### [TASK STATEMENT]
Of the entries below, return only those lines from the line with "use chrono::NaiveDate;" to the line with "pub const ORDERED: [DateStrategy;", exactly, both included.

(Saved entries)
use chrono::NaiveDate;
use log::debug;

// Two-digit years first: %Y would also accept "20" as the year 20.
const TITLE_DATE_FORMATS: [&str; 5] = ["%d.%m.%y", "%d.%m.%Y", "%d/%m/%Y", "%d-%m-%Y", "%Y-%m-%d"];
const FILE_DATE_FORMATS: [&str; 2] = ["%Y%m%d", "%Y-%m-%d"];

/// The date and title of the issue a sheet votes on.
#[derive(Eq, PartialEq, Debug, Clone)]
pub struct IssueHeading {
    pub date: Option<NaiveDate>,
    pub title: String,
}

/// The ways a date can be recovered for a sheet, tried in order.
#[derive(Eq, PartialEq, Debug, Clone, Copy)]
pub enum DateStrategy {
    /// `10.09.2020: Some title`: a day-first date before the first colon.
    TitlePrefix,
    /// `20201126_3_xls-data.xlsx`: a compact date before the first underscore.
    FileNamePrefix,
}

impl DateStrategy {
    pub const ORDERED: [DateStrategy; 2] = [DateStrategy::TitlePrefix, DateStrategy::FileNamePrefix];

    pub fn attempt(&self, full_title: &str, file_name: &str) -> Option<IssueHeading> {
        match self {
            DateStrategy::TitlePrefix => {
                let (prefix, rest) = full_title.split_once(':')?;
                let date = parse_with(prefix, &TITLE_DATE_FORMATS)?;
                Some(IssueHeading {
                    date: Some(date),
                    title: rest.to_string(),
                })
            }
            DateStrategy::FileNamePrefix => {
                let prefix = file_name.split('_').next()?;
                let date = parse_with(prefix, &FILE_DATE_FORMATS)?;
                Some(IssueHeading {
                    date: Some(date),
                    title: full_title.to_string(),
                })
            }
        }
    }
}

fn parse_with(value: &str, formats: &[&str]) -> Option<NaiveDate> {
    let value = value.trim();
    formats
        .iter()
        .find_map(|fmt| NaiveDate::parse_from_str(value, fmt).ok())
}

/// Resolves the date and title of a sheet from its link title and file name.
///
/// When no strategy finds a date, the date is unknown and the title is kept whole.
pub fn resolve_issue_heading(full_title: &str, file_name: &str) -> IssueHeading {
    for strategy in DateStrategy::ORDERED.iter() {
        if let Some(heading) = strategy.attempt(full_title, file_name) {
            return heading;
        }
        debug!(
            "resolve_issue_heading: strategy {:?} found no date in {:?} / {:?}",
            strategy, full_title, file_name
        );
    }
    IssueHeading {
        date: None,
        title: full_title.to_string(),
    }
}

--

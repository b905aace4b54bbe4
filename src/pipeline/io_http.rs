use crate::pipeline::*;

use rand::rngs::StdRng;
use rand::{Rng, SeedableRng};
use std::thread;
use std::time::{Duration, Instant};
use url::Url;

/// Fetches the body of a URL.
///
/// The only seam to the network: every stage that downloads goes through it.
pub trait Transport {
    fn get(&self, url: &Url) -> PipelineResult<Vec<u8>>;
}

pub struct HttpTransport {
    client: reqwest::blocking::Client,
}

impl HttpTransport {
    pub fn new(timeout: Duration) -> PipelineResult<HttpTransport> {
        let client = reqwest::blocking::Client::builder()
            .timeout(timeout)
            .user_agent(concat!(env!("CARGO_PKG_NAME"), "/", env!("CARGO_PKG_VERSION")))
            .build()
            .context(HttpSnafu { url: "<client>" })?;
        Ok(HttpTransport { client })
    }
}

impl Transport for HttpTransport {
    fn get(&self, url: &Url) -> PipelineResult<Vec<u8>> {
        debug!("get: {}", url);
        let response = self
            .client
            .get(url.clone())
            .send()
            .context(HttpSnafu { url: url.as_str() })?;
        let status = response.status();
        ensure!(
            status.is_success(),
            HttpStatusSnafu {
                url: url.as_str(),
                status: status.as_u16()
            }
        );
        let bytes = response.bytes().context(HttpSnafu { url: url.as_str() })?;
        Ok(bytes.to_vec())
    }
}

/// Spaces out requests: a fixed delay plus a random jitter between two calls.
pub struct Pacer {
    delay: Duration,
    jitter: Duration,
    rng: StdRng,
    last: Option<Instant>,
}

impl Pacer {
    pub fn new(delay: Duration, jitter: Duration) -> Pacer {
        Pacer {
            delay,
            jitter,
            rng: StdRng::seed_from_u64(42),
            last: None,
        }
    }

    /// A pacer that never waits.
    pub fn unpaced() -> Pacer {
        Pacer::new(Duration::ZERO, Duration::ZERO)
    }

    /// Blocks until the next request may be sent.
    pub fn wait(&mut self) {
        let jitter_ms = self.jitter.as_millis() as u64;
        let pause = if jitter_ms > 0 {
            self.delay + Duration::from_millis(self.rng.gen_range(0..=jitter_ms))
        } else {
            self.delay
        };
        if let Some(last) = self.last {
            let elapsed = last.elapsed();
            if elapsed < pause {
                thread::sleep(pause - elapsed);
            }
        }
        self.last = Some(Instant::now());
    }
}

### [OUTPUT OF THE TASK]
use chrono::NaiveDate;
use log::debug;

// Two-digit years first: %Y would also accept "20" as the year 20.
const TITLE_DATE_FORMATS: [&str; 5] = ["%d.%m.%y", "%d.%m.%Y", "%d/%m/%Y", "%d-%m-%Y", "%Y-%m-%d"];
const FILE_DATE_FORMATS: [&str; 2] = ["%Y%m%d", "%Y-%m-%d"];

/// The date and title of the issue a sheet votes on.
#[derive(Eq, PartialEq, Debug, Clone)]
pub struct IssueHeading {
    pub date: Option<NaiveDate>,
    pub title: String,
}

/// The ways a date can be recovered for a sheet, tried in order.
#[derive(Eq, PartialEq, Debug, Clone, Copy)]
pub enum DateStrategy {
    /// `10.09.2020: Some title`: a day-first date before the first colon.
    TitlePrefix,
    /// `20201126_3_xls-data.xlsx`: a compact date before the first underscore.
    FileNamePrefix,
}

impl DateStrategy {
    pub const ORDERED: [DateStrategy; 2] = [DateStrategy::TitlePrefix, DateStrategy::FileNamePrefix];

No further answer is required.